● Work task
From the records, pick out and copy each line containing "slot".

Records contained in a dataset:
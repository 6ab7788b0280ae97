//! Word-box list files
//!
//! OCR front ends hand word boxes over in the Boxa Version 2 text layout:
//!
//! ```text
//!
//! Boxa Version 2
//! Number of boxes = 2
//!   Box[0]: x = 12, y = 30, w = 48, h = 11
//!   Box[1]: x = 70, y = 30, w = 25, h = 11
//! ```
//!
//! Blank lines are skipped anywhere. Box lines must be numbered in order.
//! Degenerate boxes (zero or negative size) are kept as written; the
//! segmenter decides what to do with them.

use std::io::Write;
use std::path::Path;

use crate::box_::{Box, Boxa};
use crate::error::{Error, Result};

const VERSION: i32 = 2;

/// Upper bound on the declared box count, to reject corrupt headers
/// before allocating.
const MAX_BOXES: usize = 10_000_000;

/// Boxes reserved up front; the declared count is not trusted until the
/// box lines are actually read.
const INITIAL_CAPACITY: usize = 4096;

impl Boxa {
    /// Read a word-box file.
    ///
    /// # Errors
    ///
    /// Returns [`Error::Io`] if the file cannot be read and
    /// [`Error::DecodeError`] if its contents are malformed.
    pub fn read_from_file(path: impl AsRef<Path>) -> Result<Self> {
        let data = std::fs::read(path.as_ref())?;
        Self::read_from_bytes(&data)
    }

    /// Parse a word-box list from memory.
    pub fn read_from_bytes(data: &[u8]) -> Result<Self> {
        let text = std::str::from_utf8(data)
            .map_err(|e| Error::DecodeError(format!("word boxes are not UTF-8: {e}")))?;
        Parser::new(text).boxa()
    }

    /// Write in the same layout [`read_from_bytes`](Self::read_from_bytes)
    /// accepts.
    pub fn write_to_writer(&self, writer: &mut impl Write) -> Result<()> {
        writeln!(writer, "\nBoxa Version {VERSION}")?;
        writeln!(writer, "Number of boxes = {}", self.len())?;
        for (i, b) in self.iter().enumerate() {
            writeln!(
                writer,
                "  Box[{i}]: x = {}, y = {}, w = {}, h = {}",
                b.x, b.y, b.w, b.h
            )?;
        }
        Ok(())
    }

    /// Serialize to a byte vector.
    pub fn write_to_bytes(&self) -> Result<Vec<u8>> {
        let mut buf = Vec::new();
        self.write_to_writer(&mut buf)?;
        Ok(buf)
    }
}

/// Reads non-blank lines, remembering the 1-based line number for errors.
struct Parser<'a> {
    lines: std::iter::Enumerate<std::str::Lines<'a>>,
    line_no: usize,
}

impl<'a> Parser<'a> {
    fn new(text: &'a str) -> Self {
        Self {
            lines: text.lines().enumerate(),
            line_no: 0,
        }
    }

    fn boxa(mut self) -> Result<Boxa> {
        let version = self.header_value("Boxa Version")?;
        if version != VERSION {
            return Err(self.error(format!("unsupported Boxa version {version}")));
        }
        let count = self.header_value("Number of boxes =")?;
        let count = usize::try_from(count)
            .ok()
            .filter(|&n| n <= MAX_BOXES)
            .ok_or_else(|| self.error(format!("bad box count {count}")))?;

        let mut boxa = Boxa::with_capacity(count.min(INITIAL_CAPACITY));
        for index in 0..count {
            boxa.push(self.box_line(index)?);
        }
        Ok(boxa)
    }

    fn next_line(&mut self) -> Option<&'a str> {
        for (i, line) in self.lines.by_ref() {
            let line = line.trim();
            if !line.is_empty() {
                self.line_no = i + 1;
                return Some(line);
            }
        }
        None
    }

    fn error(&self, msg: String) -> Error {
        Error::DecodeError(format!("line {}: {msg}", self.line_no))
    }

    /// Parse `<label> <int>` from the next line.
    fn header_value(&mut self, label: &str) -> Result<i32> {
        let line = self
            .next_line()
            .ok_or_else(|| self.error(format!("missing '{label}' line")))?;
        let value = line
            .strip_prefix(label)
            .ok_or_else(|| self.error(format!("expected '{label}', got '{line}'")))?;
        value
            .trim()
            .parse()
            .map_err(|_| self.error(format!("bad integer in '{line}'")))
    }

    /// Parse `Box[index]: x = X, y = Y, w = W, h = H` from the next line.
    fn box_line(&mut self, index: usize) -> Result<Box> {
        let line = self
            .next_line()
            .ok_or_else(|| self.error(format!("missing Box[{index}]")))?;
        let fields = line
            .strip_prefix(&format!("Box[{index}]:"))
            .ok_or_else(|| self.error(format!("expected Box[{index}], got '{line}'")))?;

        let mut values = [0i32; 4];
        let mut parts = fields.split(',');
        for (slot, key) in values.iter_mut().zip(["x", "y", "w", "h"]) {
            let part = parts
                .next()
                .ok_or_else(|| self.error(format!("missing field '{key}'")))?;
            let (k, v) = part
                .split_once('=')
                .ok_or_else(|| self.error(format!("bad field '{}'", part.trim())))?;
            if k.trim() != key {
                return Err(self.error(format!("expected field '{key}', got '{}'", k.trim())));
            }
            *slot = v
                .trim()
                .parse()
                .map_err(|_| self.error(format!("bad value for '{key}': '{}'", v.trim())))?;
        }
        if parts.next().is_some() {
            return Err(self.error(format!("extra fields in '{line}'")));
        }

        let [x, y, w, h] = values;
        Ok(Box::new_unchecked(x, y, w, h))
    }
}

#[cfg(test)]
mod tests {
    use super::*;

    #[test]
    fn test_write_layout() {
        let boxa: Boxa = std::iter::once(Box::new_unchecked(10, 20, 30, 40)).collect();
        let text = String::from_utf8(boxa.write_to_bytes().unwrap()).unwrap();
        assert_eq!(
            text,
            "\nBoxa Version 2\nNumber of boxes = 1\n  Box[0]: x = 10, y = 20, w = 30, h = 40\n"
        );
        assert_eq!(Boxa::read_from_bytes(text.as_bytes()).unwrap(), boxa);
    }

    #[test]
    fn test_degenerate_boxes_kept() {
        let input = b"Boxa Version 2\nNumber of boxes = 2\n\n  Box[0]: x = 10, y = 20, w = -5, h = 30\n  Box[1]: x = 1, y = 2, w = 0, h = 0\n";
        let boxa = Boxa::read_from_bytes(input).unwrap();
        assert_eq!(boxa.len(), 2);
        assert!(boxa.iter().all(|b| b.is_empty()));
    }

    #[test]
    fn test_header_errors() {
        assert!(Boxa::read_from_bytes(b"garbage data").is_err());
        assert!(Boxa::read_from_bytes(b"").is_err());
        assert!(Boxa::read_from_bytes(b"Boxa Version 3\nNumber of boxes = 0\n").is_err());
        assert!(Boxa::read_from_bytes(b"Boxa Version 2\nNumber of boxes = -1\n").is_err());
        assert!(Boxa::read_from_bytes(b"Boxa Version 2\nNumber of boxes = 0\n").unwrap().is_empty());
    }

    #[test]
    fn test_box_line_errors() {
        let cases: [(&[u8], &str); 4] = [
            (
                b"Boxa Version 2\nNumber of boxes = 2\n  Box[0]: x = 1, y = 2, w = 3, h = 4\n",
                "missing Box[1]",
            ),
            (
                b"Boxa Version 2\nNumber of boxes = 1\n  Box[0]: x = 10, y = 20, w = 30, z = 40\n",
                "expected field 'h'",
            ),
            (
                b"Boxa Version 2\nNumber of boxes = 1\n  Box[1]: x = 1, y = 2, w = 3, h = 4\n",
                "expected Box[0]",
            ),
            (
                b"Boxa Version 2\nNumber of boxes = 1\n  Box[0]: x = 1, y = 2, w = 3\n",
                "missing field 'h'",
            ),
        ];
        for (input, expected) in cases {
            let err = Boxa::read_from_bytes(input).unwrap_err().to_string();
            assert!(err.contains(expected), "{err}");
        }
    }

    #[test]
    fn test_error_reports_line() {
        let input = b"\nBoxa Version 2\nNumber of boxes = 1\n  Box[0]: x = 1, y = two, w = 3, h = 4\n";
        let err = Boxa::read_from_bytes(input).unwrap_err().to_string();
        assert!(err.contains("line 4"), "{err}");
    }

    #[test]
    fn test_huge_declared_count_without_boxes() {
        let input = format!("Boxa Version 2\nNumber of boxes = {MAX_BOXES}\n");
        let err = Boxa::read_from_bytes(input.as_bytes()).unwrap_err().to_string();
        assert!(err.contains("missing Box[0]"), "{err}");

        let over = format!("Boxa Version 2\nNumber of boxes = {}\n", MAX_BOXES + 1);
        let err = Boxa::read_from_bytes(over.as_bytes()).unwrap_err().to_string();
        assert!(err.contains("bad box count"), "{err}");
    }

    #[test]
    fn test_count_above_initial_capacity() {
        let count = INITIAL_CAPACITY + 3;
        let mut input = format!("Boxa Version 2\nNumber of boxes = {count}\n");
        for i in 0..count {
            input.push_str(&format!("  Box[{i}]: x = {i}, y = 0, w = 1, h = 1\n"));
        }
        let boxa = Boxa::read_from_bytes(input.as_bytes()).unwrap();
        assert_eq!(boxa.len(), count);
        assert_eq!(boxa.get(count - 1).unwrap().x, (count - 1) as i32);
    }
}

● Output
        for (slot, key) in values.iter_mut().zip(["x", "y", "w", "h"]) {
            *slot = v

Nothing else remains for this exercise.